Marketers have to be careful which marketing techniques they use in terms of neuromarketing. The fact that marketing became a very sophisticated discipline is indisputable. Using EEG and MRI evaluations in order to understand how the customer feels, gives the marketer an unbelievable power. These tests do substitute surveys that have been done in the past in order to get the exact same information and could get falsified by the respondent.

Since science is not stoppable, every single day the human being understands the high complex functions of the brain a little more. As the Professor of Education and Human Development and director of the Mind, Brain & Education Program at the Harvard Graduate School of Education Mr. Fischer states in the frontline article the current "techniques will help scientists and educators to understand how brain and behavior work together, but we have a very long way to go.". Understanding the connection between brain function and behavior, that is the key and science is on its best way to solve its mysteries.

In neuromarketing these evaluations and understandings are used to communicate with the customer more effectively.

In my opinion eventually the issue will arise that customers start to feel manipulated and become more discreet about information they give away. New techniques clearly will help marketers to take advantage of that science, but as it has happened in previous years the customer changes. Deliberately or not is the question, but as soon as an uncomfortable feeling arises the body and the mind corrects our behavior to feel better again. This can mean that instead of reacting to a certain signal such as red color the body will "adopt" and change the effect to that color after seeing it too often.

Thus it is important for scientists and marketers to dig deeper. Neuroscientists try even to understand how much of the brain is used consciously and how much of it is used in our subconscious. Therefore it is crucial to determine where consciousness ends and another level of perception starts. As the scientists Marcus E. Raichle and Abraham Z. Snyder write in their book ("The neurology of consciousness: cognitive neuroscience and neuropathology" written by Steven Laureys and Giulio Tononi, 2009, p.82) the results of certain analysis have shown at which point the brain transcends the level of consciousness.

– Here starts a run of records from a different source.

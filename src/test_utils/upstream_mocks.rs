//! Scripted stand-in for the upstream chat service.

use async_trait::async_trait;
use serde_json::{Value, json};
use std::sync::Mutex;

use crate::{
    app_error::{AppError, AppResult},
    application::use_cases::proxy::UpstreamClient,
};

/// What every call to the stub produces.
#[derive(Clone, Debug)]
pub enum UpstreamBehavior {
    Respond(Value),
    /// Reply with this exact text.
    RespondRaw(String),
    Status(u16, String),
    Timeout,
    ConnectionRefused,
}

impl Default for UpstreamBehavior {
    fn default() -> Self {
        UpstreamBehavior::Respond(json!({"object": "list", "data": []}))
    }
}

pub struct StubUpstream {
    behavior: UpstreamBehavior,
    chat_requests: Mutex<Vec<String>>,
}

impl StubUpstream {
    pub fn new(behavior: UpstreamBehavior) -> Self {
        Self {
            behavior,
            chat_requests: Mutex::new(Vec::new()),
        }
    }

    /// Chat bodies received so far, in order, exactly as forwarded.
    pub fn chat_requests(&self) -> Vec<String> {
        self.chat_requests.lock().unwrap().clone()
    }

    fn reply(&self) -> AppResult<String> {
        match &self.behavior {
            UpstreamBehavior::Respond(value) => Ok(value.to_string()),
            UpstreamBehavior::RespondRaw(text) => Ok(text.clone()),
            UpstreamBehavior::Status(status, body) => Err(AppError::Upstream {
                status: *status,
                body: body.clone(),
            }),
            UpstreamBehavior::Timeout => Err(AppError::GatewayTimeout),
            UpstreamBehavior::ConnectionRefused => {
                Err(AppError::BadGateway("Upstream service unreachable".into()))
            }
        }
    }
}

#[async_trait]
impl UpstreamClient for StubUpstream {
    async fn chat_completions(&self, body: &str) -> AppResult<String> {
        self.chat_requests.lock().unwrap().push(body.to_string());
        self.reply()
    }

    async fn list_models(&self) -> AppResult<String> {
        self.reply()
    }
}
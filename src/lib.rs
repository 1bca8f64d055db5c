pub mod adapters;
pub mod application;
pub mod domain;
pub mod infra;

#[cfg(test)]
pub mod test_utils;

// Re-exports for shorter use statements.
pub use application::*;
pub use domain::*;
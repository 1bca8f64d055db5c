use std::sync::Arc;

use crate::{
    infra::config::AppConfig,
    use_cases::{api_key::ApiKeyUseCases, proxy::ProxyUseCases, user::AuthUseCases},
};

#[derive(Clone)]
pub struct AppState {
    pub config: Arc<AppConfig>,
    pub auth_use_cases: Arc<AuthUseCases>,
    pub api_key_use_cases: Arc<ApiKeyUseCases>,
    pub proxy_use_cases: Arc<ProxyUseCases>,
}
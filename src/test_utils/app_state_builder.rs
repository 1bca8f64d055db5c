//! Test app state builder for HTTP-level testing.
//!
//! `TestAppStateBuilder` wires a full `AppState` on top of `InMemoryStore`
//! and `StubUpstream`.

use std::sync::Arc;
use std::time::Duration;

use axum::http::HeaderValue;

use crate::{
    adapters::http::app_state::AppState,
    application::use_cases::{api_key::ApiKeyUseCases, proxy::ProxyUseCases, user::AuthUseCases},
    domain::entities::user::User,
    infra::config::AppConfig,
    test_utils::{InMemoryStore, StubUpstream, TEST_HASH_ITERATIONS, UpstreamBehavior, test_hasher},
};

/// Config with local defaults; nothing in it is dialed during tests.
pub fn test_config() -> AppConfig {
    AppConfig {
        bind_addr: "127.0.0.1:0".parse().unwrap(),
        database_url: "postgres://localhost/unused".to_string(),
        database_max_connections: 1,
        cors_origin: HeaderValue::from_static("http://localhost:1102"),
        upstream_base_url: "http://127.0.0.1:9".parse().unwrap(),
        upstream_api_key: None,
        session_ttl: chrono::Duration::hours(24),
        chat_timeout: Duration::from_secs(60),
        models_timeout: Duration::from_secs(30),
        password_hash_iterations: TEST_HASH_ITERATIONS,
    }
}

/// Builder for creating `AppState` with in-memory mocks.
///
/// # Example
///
/// ```ignore
/// let user = create_test_user(|u| u.username = "alice".into());
/// let (app_state, store, upstream) = TestAppStateBuilder::new()
///     .with_user(user)
///     .with_upstream(UpstreamBehavior::Timeout)
///     .build_with_mocks();
/// ```
#[derive(Default)]
pub struct TestAppStateBuilder {
    users: Vec<User>,
    upstream: UpstreamBehavior,
}

impl TestAppStateBuilder {
    pub fn new() -> Self {
        Self::default()
    }

    pub fn with_user(mut self, user: User) -> Self {
        self.users.push(user);
        self
    }

    pub fn with_upstream(mut self, behavior: UpstreamBehavior) -> Self {
        self.upstream = behavior;
        self
    }

    pub fn build(self) -> AppState {
        self.build_with_mocks().0
    }

    /// Also returns the store and upstream for inspection.
    pub fn build_with_mocks(self) -> (AppState, Arc<InMemoryStore>, Arc<StubUpstream>) {
        let config = test_config();

        let store = Arc::new(InMemoryStore::new());
        for user in self.users {
            store.insert_user(user);
        }
        let upstream = Arc::new(StubUpstream::new(self.upstream));

        let auth_use_cases = AuthUseCases::new(
            store.clone(),
            store.clone(),
            store.clone(),
            test_hasher(),
            config.session_ttl,
        );
        let api_key_use_cases = ApiKeyUseCases::new(store.clone());
        let proxy_use_cases = ProxyUseCases::new(upstream.clone(), store.clone());

        let app_state = AppState {
            config: Arc::new(config),
            auth_use_cases: Arc::new(auth_use_cases),
            api_key_use_cases: Arc::new(api_key_use_cases),
            proxy_use_cases: Arc::new(proxy_use_cases),
        };
        (app_state, store, upstream)
    }
}
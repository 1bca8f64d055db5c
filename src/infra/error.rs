use thiserror::Error;

/// Infrastructure errors that can occur during application startup.
///
/// SECURITY: Display messages are sanitized and safe for logs/console output.
/// Debug output includes the full #[source] error chain which may contain
/// secrets (e.g., connection strings) - use Display (%e) not Debug (?e) in logs.
#[derive(Error, Debug)]
pub enum InfraError {
    #[error("Database connection failed. Check DATABASE_URL and ensure the database is running.")]
    DatabaseConnection(#[source] sqlx::Error),

    #[error("Database migration failed")]
    Migration(#[source] sqlx::migrate::MigrateError),

    #[error("HTTP client initialization failed")]
    HttpClient(#[source] reqwest::Error),

    #[error("Log file could not be opened: {path}")]
    LogFile {
        path: String,
        #[source]
        source: std::io::Error,
    },
}
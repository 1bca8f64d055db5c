use crate::{
    adapters::{http::app_state::AppState, upstream::HttpUpstreamClient},
    application::password::PasswordHasher,
    infra::{config::AppConfig, error::InfraError, http_client, postgres_persistence},
    use_cases::{
        api_key::{ApiKeyRepo, ApiKeyUseCases},
        proxy::{ProxyUseCases, UsageLogRepo},
        user::{AuthUseCases, SessionRepo, UserRepo},
    },
};
use std::fs::File;
use std::sync::{Arc, Mutex};
use tracing_subscriber::{EnvFilter, fmt, layer::SubscriberExt, util::SubscriberInitExt};

pub async fn init_app_state() -> anyhow::Result<AppState> {
    let config = AppConfig::from_env();

    let postgres_arc = Arc::new(
        postgres_persistence(&config.database_url, config.database_max_connections).await?,
    );

    let user_repo_arc = postgres_arc.clone() as Arc<dyn UserRepo>;
    let session_repo_arc = postgres_arc.clone() as Arc<dyn SessionRepo>;
    let api_key_repo_arc = postgres_arc.clone() as Arc<dyn ApiKeyRepo>;
    let usage_repo_arc = postgres_arc.clone() as Arc<dyn UsageLogRepo>;

    let client = http_client::try_build_client().map_err(InfraError::HttpClient)?;
    let upstream = Arc::new(HttpUpstreamClient::new(
        client,
        config.upstream_base_url.clone(),
        config.upstream_api_key.clone(),
        config.chat_timeout,
        config.models_timeout,
    ));

    let auth_use_cases = AuthUseCases::new(
        user_repo_arc,
        session_repo_arc,
        api_key_repo_arc.clone(),
        PasswordHasher::new(config.password_hash_iterations),
        config.session_ttl,
    );
    let api_key_use_cases = ApiKeyUseCases::new(api_key_repo_arc);
    let proxy_use_cases = ProxyUseCases::new(upstream, usage_repo_arc);

    tracing::info!(upstream = %config.upstream_base_url, "Application state initialized");

    Ok(AppState {
        config: Arc::new(config),
        auth_use_cases: Arc::new(auth_use_cases),
        api_key_use_cases: Arc::new(api_key_use_cases),
        proxy_use_cases: Arc::new(proxy_use_cases),
    })
}

/// Console logs always; JSON file logs when `LOG_FILE` is set.
pub fn init_tracing() -> Result<(), InfraError> {
    let filter = EnvFilter::try_from_default_env()
        .unwrap_or_else(|_| "windex_router=debug,tower_http=debug".into());

    // Console (pretty logs)
    let console_layer = fmt::layer()
        .with_target(false) // don't show target (module path)
        .with_level(true)
        .pretty();

    // File (structured JSON logs)
    let json_layer = match std::env::var("LOG_FILE").ok() {
        Some(path) => {
            let file = File::create(&path).map_err(|source| InfraError::LogFile {
                path: path.clone(),
                source,
            })?;
            Some(
                fmt::layer()
                    .json()
                    .with_writer(Mutex::new(file))
                    .with_current_span(true)
                    .with_span_list(true),
            )
        }
        None => None,
    };

    tracing_subscriber::registry()
        .with(filter)
        .with(console_layer)
        .with(json_layer)
        .try_init()
        .ok();

    Ok(())
}
pub mod api_key;
pub mod session_token;
pub mod usage_log;
pub mod user;
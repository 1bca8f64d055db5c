use sqlx::{PgPool, postgres::PgPoolOptions};
use tracing::info;

use crate::infra::error::InfraError;

pub async fn init_db(database_url: &str, max_connections: u32) -> Result<PgPool, InfraError> {
    let pool = PgPoolOptions::new()
        .max_connections(max_connections)
        .connect(database_url)
        .await
        .map_err(InfraError::DatabaseConnection)?;

    info!("Connected to database!");

    sqlx::migrate!("./migrations")
        .run(&pool)
        .await
        .map_err(InfraError::Migration)?;

    info!("Database migrations applied");
    Ok(pool)
}
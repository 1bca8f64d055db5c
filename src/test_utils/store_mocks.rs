//! In-memory implementation of every repository trait.
//!
//! One store backs users, sessions, keys and usage so that joins
//! (session -> user, key -> owner) behave like the Postgres adapter.

use async_trait::async_trait;
use chrono::{NaiveDateTime, Utc};
use std::sync::Mutex;
use uuid::Uuid;

use crate::{
    app_error::{AppError, AppResult},
    application::use_cases::{
        api_key::{ApiKeyRepo, ApiKeyWithOwner},
        proxy::UsageLogRepo,
        user::{SessionRepo, SessionWithUser, UserRepo},
    },
    domain::entities::{
        api_key::ApiKey,
        session_token::SessionToken,
        usage_log::{ProxyEndpoint, UsageLogEntry},
        user::User,
    },
};

#[derive(Default)]
struct State {
    users: Vec<User>,
    sessions: Vec<SessionToken>,
    /// Insertion sequence breaks `created_at` ties when listing.
    keys: Vec<(u64, ApiKey)>,
    next_key_seq: u64,
    usage: Vec<UsageLogEntry>,
    fail_next_key_insert: bool,
    fail_usage_writes: bool,
}

#[derive(Default)]
pub struct InMemoryStore {
    state: Mutex<State>,
}

impl InMemoryStore {
    pub fn new() -> Self {
        Self::default()
    }

    pub fn insert_user(&self, user: User) -> User {
        self.state.lock().unwrap().users.push(user.clone());
        user
    }

    pub fn set_user_active(&self, user_id: Uuid, is_active: bool) {
        let mut state = self.state.lock().unwrap();
        if let Some(user) = state.users.iter_mut().find(|u| u.id == user_id) {
            user.is_active = is_active;
        }
    }

    pub fn expire_sessions_of(&self, user_id: Uuid, expires_at: NaiveDateTime) {
        let mut state = self.state.lock().unwrap();
        for session in state.sessions.iter_mut().filter(|s| s.user_id == user_id) {
            session.expires_at = expires_at;
        }
    }

    pub fn set_key_expiry(&self, key_id: Uuid, expires_at: Option<NaiveDateTime>) {
        let mut state = self.state.lock().unwrap();
        if let Some((_, key)) = state.keys.iter_mut().find(|(_, k)| k.id == key_id) {
            key.expires_at = expires_at;
        }
    }

    /// The next key insert fails as if its hash already existed.
    pub fn fail_next_key_insert_as_duplicate(&self) {
        self.state.lock().unwrap().fail_next_key_insert = true;
    }

    pub fn fail_usage_writes(&self) {
        self.state.lock().unwrap().fail_usage_writes = true;
    }

    pub fn usage_entries(&self) -> Vec<UsageLogEntry> {
        self.state.lock().unwrap().usage.clone()
    }

    fn user_by_id(state: &State, user_id: Uuid) -> Option<User> {
        state.users.iter().find(|u| u.id == user_id).cloned()
    }
}

fn now() -> NaiveDateTime {
    Utc::now().naive_utc()
}

#[async_trait]
impl UserRepo for InMemoryStore {
    async fn create(&self, username: &str, email: &str, password_hash: &str) -> AppResult<User> {
        let mut state = self.state.lock().unwrap();
        if state
            .users
            .iter()
            .any(|u| u.username == username || u.email == email)
        {
            return Err(AppError::DuplicateIdentity);
        }
        let user = User {
            id: Uuid::new_v4(),
            username: username.to_string(),
            email: email.to_string(),
            password_hash: password_hash.to_string(),
            created_at: now(),
            is_active: true,
        };
        state.users.push(user.clone());
        Ok(user)
    }

    async fn get_by_username(&self, username: &str) -> AppResult<Option<User>> {
        Ok(self
            .state
            .lock()
            .unwrap()
            .users
            .iter()
            .find(|u| u.username == username)
            .cloned())
    }

    async fn exists_by_username_or_email(&self, username: &str, email: &str) -> AppResult<bool> {
        Ok(self
            .state
            .lock()
            .unwrap()
            .users
            .iter()
            .any(|u| u.username == username || u.email == email))
    }
}

#[async_trait]
impl SessionRepo for InMemoryStore {
    async fn create(
        &self,
        user_id: Uuid,
        token_hash: &str,
        created_at: NaiveDateTime,
        expires_at: NaiveDateTime,
    ) -> AppResult<SessionToken> {
        let session = SessionToken {
            id: Uuid::new_v4(),
            user_id,
            token_hash: token_hash.to_string(),
            created_at,
            expires_at,
        };
        self.state.lock().unwrap().sessions.push(session.clone());
        Ok(session)
    }

    async fn get_with_user(&self, token_hash: &str) -> AppResult<Option<SessionWithUser>> {
        let state = self.state.lock().unwrap();
        Ok(state
            .sessions
            .iter()
            .find(|s| s.token_hash == token_hash)
            .and_then(|session| {
                Self::user_by_id(&state, session.user_id).map(|user| SessionWithUser {
                    session: session.clone(),
                    user,
                })
            }))
    }

    async fn delete_all_for_user(&self, user_id: Uuid) -> AppResult<u64> {
        let mut state = self.state.lock().unwrap();
        let before = state.sessions.len();
        state.sessions.retain(|s| s.user_id != user_id);
        Ok((before - state.sessions.len()) as u64)
    }
}

#[async_trait]
impl ApiKeyRepo for InMemoryStore {
    async fn create(
        &self,
        user_id: Uuid,
        name: &str,
        key_prefix: &str,
        key_hash: &str,
        expires_at: Option<NaiveDateTime>,
    ) -> AppResult<ApiKey> {
        let mut state = self.state.lock().unwrap();
        if std::mem::take(&mut state.fail_next_key_insert)
            || state.keys.iter().any(|(_, k)| k.key_hash == key_hash)
        {
            return Err(AppError::DuplicateKey);
        }
        let key = ApiKey {
            id: Uuid::new_v4(),
            user_id,
            name: name.to_string(),
            key_prefix: key_prefix.to_string(),
            key_hash: key_hash.to_string(),
            created_at: now(),
            expires_at,
            is_active: true,
        };
        let seq = state.next_key_seq;
        state.next_key_seq += 1;
        state.keys.push((seq, key.clone()));
        Ok(key)
    }

    async fn get_with_owner(&self, key_hash: &str) -> AppResult<Option<ApiKeyWithOwner>> {
        let state = self.state.lock().unwrap();
        Ok(state
            .keys
            .iter()
            .find(|(_, k)| k.key_hash == key_hash)
            .and_then(|(_, key)| {
                Self::user_by_id(&state, key.user_id).map(|owner| ApiKeyWithOwner {
                    key: key.clone(),
                    owner,
                })
            }))
    }

    async fn list_by_user(&self, user_id: Uuid) -> AppResult<Vec<ApiKey>> {
        let state = self.state.lock().unwrap();
        let mut keys: Vec<&(u64, ApiKey)> = state
            .keys
            .iter()
            .filter(|(_, k)| k.user_id == user_id)
            .collect();
        keys.sort_by(|(a_seq, a), (b_seq, b)| {
            b.created_at.cmp(&a.created_at).then(b_seq.cmp(a_seq))
        });
        Ok(keys.into_iter().map(|(_, k)| k.clone()).collect())
    }

    async fn delete(&self, user_id: Uuid, key_id: Uuid) -> AppResult<bool> {
        let mut state = self.state.lock().unwrap();
        let before = state.keys.len();
        state
            .keys
            .retain(|(_, k)| !(k.id == key_id && k.user_id == user_id));
        Ok(state.keys.len() < before)
    }

    async fn toggle(&self, user_id: Uuid, key_id: Uuid) -> AppResult<Option<bool>> {
        let mut state = self.state.lock().unwrap();
        Ok(state
            .keys
            .iter_mut()
            .find(|(_, k)| k.id == key_id && k.user_id == user_id)
            .map(|(_, key)| {
                key.is_active = !key.is_active;
                key.is_active
            }))
    }
}

#[async_trait]
impl UsageLogRepo for InMemoryStore {
    async fn record(
        &self,
        user_id: Uuid,
        api_key_id: Uuid,
        endpoint: ProxyEndpoint,
    ) -> AppResult<()> {
        let mut state = self.state.lock().unwrap();
        if state.fail_usage_writes {
            return Err(AppError::Database("usage log unavailable".into()));
        }
        state.usage.push(UsageLogEntry {
            id: Uuid::new_v4(),
            user_id,
            api_key_id,
            endpoint: endpoint.as_str().to_string(),
            timestamp: now(),
        });
        Ok(())
    }
}
use thiserror::Error;

#[derive(Error, Debug)]
pub enum AppError {
    #[error("Database error: {0}")]
    Database(String),

    #[error("Username or email already registered")]
    DuplicateIdentity,

    #[error("Invalid credentials")]
    InvalidCredentials,

    #[error("Unauthorized")]
    Unauthorized,

    #[error("Invalid input: {0}")]
    InvalidInput(String),

    #[error("Not found")]
    NotFound,

    #[error("API key with this value already exists")]
    DuplicateKey,

    #[error("Upstream request timed out")]
    GatewayTimeout,

    #[error("Upstream unreachable: {0}")]
    BadGateway(String),

    #[error("Upstream returned {status}")]
    Upstream { status: u16, body: String },

    #[error("Internal error: {0}")]
    Internal(String),
}

#[derive(Clone, Copy, Debug)]
pub enum ErrorCode {
    DatabaseError,
    DuplicateIdentity,
    InvalidCredentials,
    Unauthorized,
    InvalidInput,
    NotFound,
    DuplicateKey,
    GatewayTimeout,
    BadGateway,
    UpstreamError,
    InternalError,
}

impl ErrorCode {
    pub fn as_str(&self) -> &'static str {
        match self {
            ErrorCode::DatabaseError => "DATABASE_ERROR",
            ErrorCode::DuplicateIdentity => "DUPLICATE_IDENTITY",
            ErrorCode::InvalidCredentials => "INVALID_CREDENTIALS",
            ErrorCode::Unauthorized => "UNAUTHORIZED",
            ErrorCode::InvalidInput => "INVALID_INPUT",
            ErrorCode::NotFound => "NOT_FOUND",
            ErrorCode::DuplicateKey => "DUPLICATE_KEY",
            ErrorCode::GatewayTimeout => "GATEWAY_TIMEOUT",
            ErrorCode::BadGateway => "BAD_GATEWAY",
            ErrorCode::UpstreamError => "UPSTREAM_ERROR",
            ErrorCode::InternalError => "INTERNAL_ERROR",
        }
    }
}

pub type AppResult<T> = Result<T, AppError>;
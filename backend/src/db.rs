//! SQLite access shared by the synchronizer and the record queries.
//!
//! Every operation opens its own connection through `Database::open`; there is
//! no pool. Calls are blocking and must run on actix's blocking thread pool
//! (`web::block`).

use base64::engine::general_purpose::STANDARD;
use base64::Engine;
use rusqlite::types::ValueRef;
use rusqlite::Connection;
use serde_json::Value;
use std::path::PathBuf;
use std::time::Duration;

#[derive(Debug, Clone)]
pub struct Database {
    path: PathBuf,
    busy_timeout: Duration,
}

impl Database {
    pub fn new(path: impl Into<PathBuf>, busy_timeout: Duration) -> Self {
        Self {
            path: path.into(),
            busy_timeout,
        }
    }

    pub fn open(&self) -> rusqlite::Result<Connection> {
        let conn = Connection::open(&self.path)?;
        conn.busy_timeout(self.busy_timeout)?;
        Ok(conn)
    }
}

/// Quotes an identifier for interpolation into SQL text.
pub fn quote_ident(name: &str) -> String {
    format!("\"{}\"", name.replace('"', "\"\""))
}

/// Converts a column value into JSON. Blobs become base64 strings and
/// non-finite reals become `null`.
pub fn value_to_json(value: ValueRef<'_>) -> Value {
    match value {
        ValueRef::Null => Value::Null,
        ValueRef::Integer(i) => Value::from(i),
        ValueRef::Real(f) => serde_json::Number::from_f64(f)
            .map(Value::Number)
            .unwrap_or(Value::Null),
        ValueRef::Text(bytes) => Value::String(String::from_utf8_lossy(bytes).into_owned()),
        ValueRef::Blob(bytes) => Value::String(STANDARD.encode(bytes)),
    }
}

/// Renders a JSON cell as plain text: strings verbatim, `null` as empty,
/// everything else in its JSON form.
pub fn value_as_text(value: &Value) -> String {
    match value {
        Value::Null => String::new(),
        Value::String(s) => s.clone(),
        other => other.to_string(),
    }
}
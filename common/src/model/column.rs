use serde::{Deserialize, Serialize};

/// Description of one table column, in the shape of a MySQL `DESCRIBE` row.
///
/// The data grid on the frontend only reads `name`; the remaining fields are
/// shown in the column picker of the join view.
#[derive(Debug, Clone, PartialEq, Serialize, Deserialize)]
pub struct ColumnInfo {
    pub name: String,
    /// Declared SQL type, e.g. `VARCHAR(255)`.
    #[serde(rename = "type")]
    pub column_type: String,
    /// `"YES"` when the column accepts `NULL`, `"NO"` otherwise.
    pub null: String,
    /// `"PRI"` for primary key columns, empty otherwise.
    pub key: String,
    pub default: Option<String>,
    pub extra: String,
}
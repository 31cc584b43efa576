//! Wire types shared between the lab forms backend and its clients.
//!
//! - `model`: records read from disk or the database (job-request configuration,
//!   column descriptions).
//! - `requests`: payloads accepted by the HTTP API.
//! - `responses`: payloads returned by the HTTP API.

pub mod model;
pub mod requests;
pub mod responses;

/// A single table row as an ordered column → value map.
pub type Row = serde_json::Map<String, serde_json::Value>;
use super::types::JsonType;
use super::SchemaError;
use indexmap::IndexMap;
use serde_json::{Map, Value};

/// One property of a schema: either a terminal type or an object with nested
/// properties.
#[derive(Debug, Clone, PartialEq)]
pub enum SchemaNode {
    Leaf(JsonType),
    Object(IndexMap<String, SchemaNode>),
}

/// The parts of a JSON-Schema document the table mapping cares about.
#[derive(Debug, Clone, PartialEq)]
pub struct SchemaDocument {
    pub id: Option<String>,
    pub title: Option<String>,
    /// Top-level properties in declaration order.
    pub properties: IndexMap<String, SchemaNode>,
}

impl SchemaDocument {
    pub fn parse(content: &str) -> Result<Self, SchemaError> {
        let value: Value = serde_json::from_str(content)?;
        Self::from_value(&value)
    }

    pub fn from_value(value: &Value) -> Result<Self, SchemaError> {
        let root = value.as_object().ok_or(SchemaError::NotAnObject)?;

        let properties = match root.get("properties") {
            None => IndexMap::new(),
            Some(Value::Object(props)) => parse_properties(props)?,
            Some(_) => return Err(SchemaError::InvalidProperties),
        };

        Ok(Self {
            id: root.get("$id").and_then(Value::as_str).map(str::to_string),
            title: root.get("title").and_then(Value::as_str).map(str::to_string),
            properties,
        })
    }
}

fn parse_properties(props: &Map<String, Value>) -> Result<IndexMap<String, SchemaNode>, SchemaError> {
    props
        .iter()
        .map(|(name, descriptor)| Ok((name.clone(), SchemaNode::from_descriptor(name, descriptor)?)))
        .collect()
}

impl SchemaNode {
    /// Reads a property descriptor. Only `type` (and `properties` for objects)
    /// is inspected; a missing `type` reads as `string`, and a `type` array
    /// uses its first non-`null` entry.
    pub fn from_descriptor(name: &str, descriptor: &Value) -> Result<Self, SchemaError> {
        let fields = descriptor
            .as_object()
            .ok_or_else(|| SchemaError::InvalidProperty(name.to_string()))?;

        let json_type = JsonType::from_name(type_name(fields.get("type")));
        match (&json_type, fields.get("properties")) {
            (JsonType::Object, Some(Value::Object(nested))) => {
                Ok(SchemaNode::Object(parse_properties(nested)?))
            }
            _ => Ok(SchemaNode::Leaf(json_type)),
        }
    }
}

fn type_name(value: Option<&Value>) -> &str {
    match value {
        Some(Value::String(name)) => name.as_str(),
        Some(Value::Array(names)) => names
            .iter()
            .filter_map(Value::as_str)
            .find(|name| *name != "null")
            .unwrap_or("string"),
        _ => "string",
    }
}

#[cfg(test)]
mod tests {
    use super::*;
    use serde_json::json;

    #[test]
    fn parses_nested_objects_into_branches() {
        let doc = SchemaDocument::from_value(&json!({
            "$id": "sem-request",
            "title": "SEM request",
            "properties": {
                "sample": {"type": "string"},
                "stage": {
                    "type": "object",
                    "properties": {"tilt": {"type": "number"}}
                },
                "settings": {"type": "object"}
            }
        }))
        .unwrap();

        assert_eq!(doc.id.as_deref(), Some("sem-request"));
        assert_eq!(doc.title.as_deref(), Some("SEM request"));
        assert_eq!(doc.properties["sample"], SchemaNode::Leaf(JsonType::String));
        match &doc.properties["stage"] {
            SchemaNode::Object(nested) => {
                assert_eq!(nested["tilt"], SchemaNode::Leaf(JsonType::Number))
            }
            other => panic!("expected object, got {:?}", other),
        }
        // an object without nested properties stays a terminal JSON column
        assert_eq!(doc.properties["settings"], SchemaNode::Leaf(JsonType::Object));
    }

    #[test]
    fn reads_missing_and_array_types() {
        let doc = SchemaDocument::from_value(&json!({
            "properties": {
                "untyped": {"title": "no type"},
                "nullable": {"type": ["null", "integer"]}
            }
        }))
        .unwrap();
        assert!(doc.id.is_none());
        assert_eq!(doc.properties["untyped"], SchemaNode::Leaf(JsonType::String));
        assert_eq!(doc.properties["nullable"], SchemaNode::Leaf(JsonType::Integer));
    }

    #[test]
    fn keeps_declaration_order() {
        let doc = SchemaDocument::parse(
            r#"{"properties": {"zeta": {"type": "string"}, "alpha": {"type": "string"}, "mid": {"type": "string"}}}"#,
        )
        .unwrap();
        let names: Vec<_> = doc.properties.keys().map(String::as_str).collect();
        assert_eq!(names, vec!["zeta", "alpha", "mid"]);
    }

    #[test]
    fn rejects_malformed_documents() {
        assert!(matches!(SchemaDocument::parse("[1, 2]"), Err(SchemaError::NotAnObject)));
        assert!(matches!(SchemaDocument::parse("{"), Err(SchemaError::InvalidJson(_))));
        assert!(matches!(
            SchemaDocument::parse(r#"{"properties": []}"#),
            Err(SchemaError::InvalidProperties)
        ));
        assert!(matches!(
            SchemaDocument::parse(r#"{"properties": {"name": "string"}}"#),
            Err(SchemaError::InvalidProperty(name)) if name == "name"
        ));
    }
}
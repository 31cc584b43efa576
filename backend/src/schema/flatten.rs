use super::node::SchemaNode;
use super::types::JsonType;
use indexmap::IndexMap;

/// A schema's properties inlined into one namespace.
#[derive(Debug, Clone, Default, PartialEq)]
pub struct Flattened {
    /// Property name → terminal type, in first-seen order and spelling.
    pub columns: IndexMap<String, JsonType>,
    /// Names seen more than once, compared ASCII case-insensitively like SQLite
    /// column names. The later definition replaced the earlier one.
    pub collisions: Vec<String>,
}

/// Recursively inlines nested object properties.
///
/// Nested names are kept as-is (no parent prefix). A name that appears at two
/// places, in any letter case, keeps the spelling and position of its first
/// occurrence and the type of its last.
pub fn flatten(properties: &IndexMap<String, SchemaNode>) -> Flattened {
    let mut out = Flattened::default();
    flatten_into(properties, &mut out);
    out
}

fn flatten_into(properties: &IndexMap<String, SchemaNode>, out: &mut Flattened) {
    for (name, node) in properties {
        match node {
            SchemaNode::Object(nested) => flatten_into(nested, out),
            SchemaNode::Leaf(json_type) => {
                let existing = out
                    .columns
                    .iter_mut()
                    .find(|(seen, _)| seen.eq_ignore_ascii_case(name));
                match existing {
                    Some((_, slot)) => {
                        *slot = json_type.clone();
                        out.collisions.push(name.clone());
                    }
                    None => {
                        out.columns.insert(name.clone(), json_type.clone());
                    }
                }
            }
        }
    }
}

I think this is a very interesting and evolving area, marketers will try to understand fully. Is this right though? Is it really okay to influence someone's mind in such a deep stage so the person itself does not know he or she is deeply influenced? Even morally I would like to add that this techniques are disputable. A marketer has to distinguish between convincing a person of a certain product advertisement and manipulating that person. So the next time a picture is shown to you, think about how the colors, the heading, and maybe even the smell of the paper influences you and your decisions.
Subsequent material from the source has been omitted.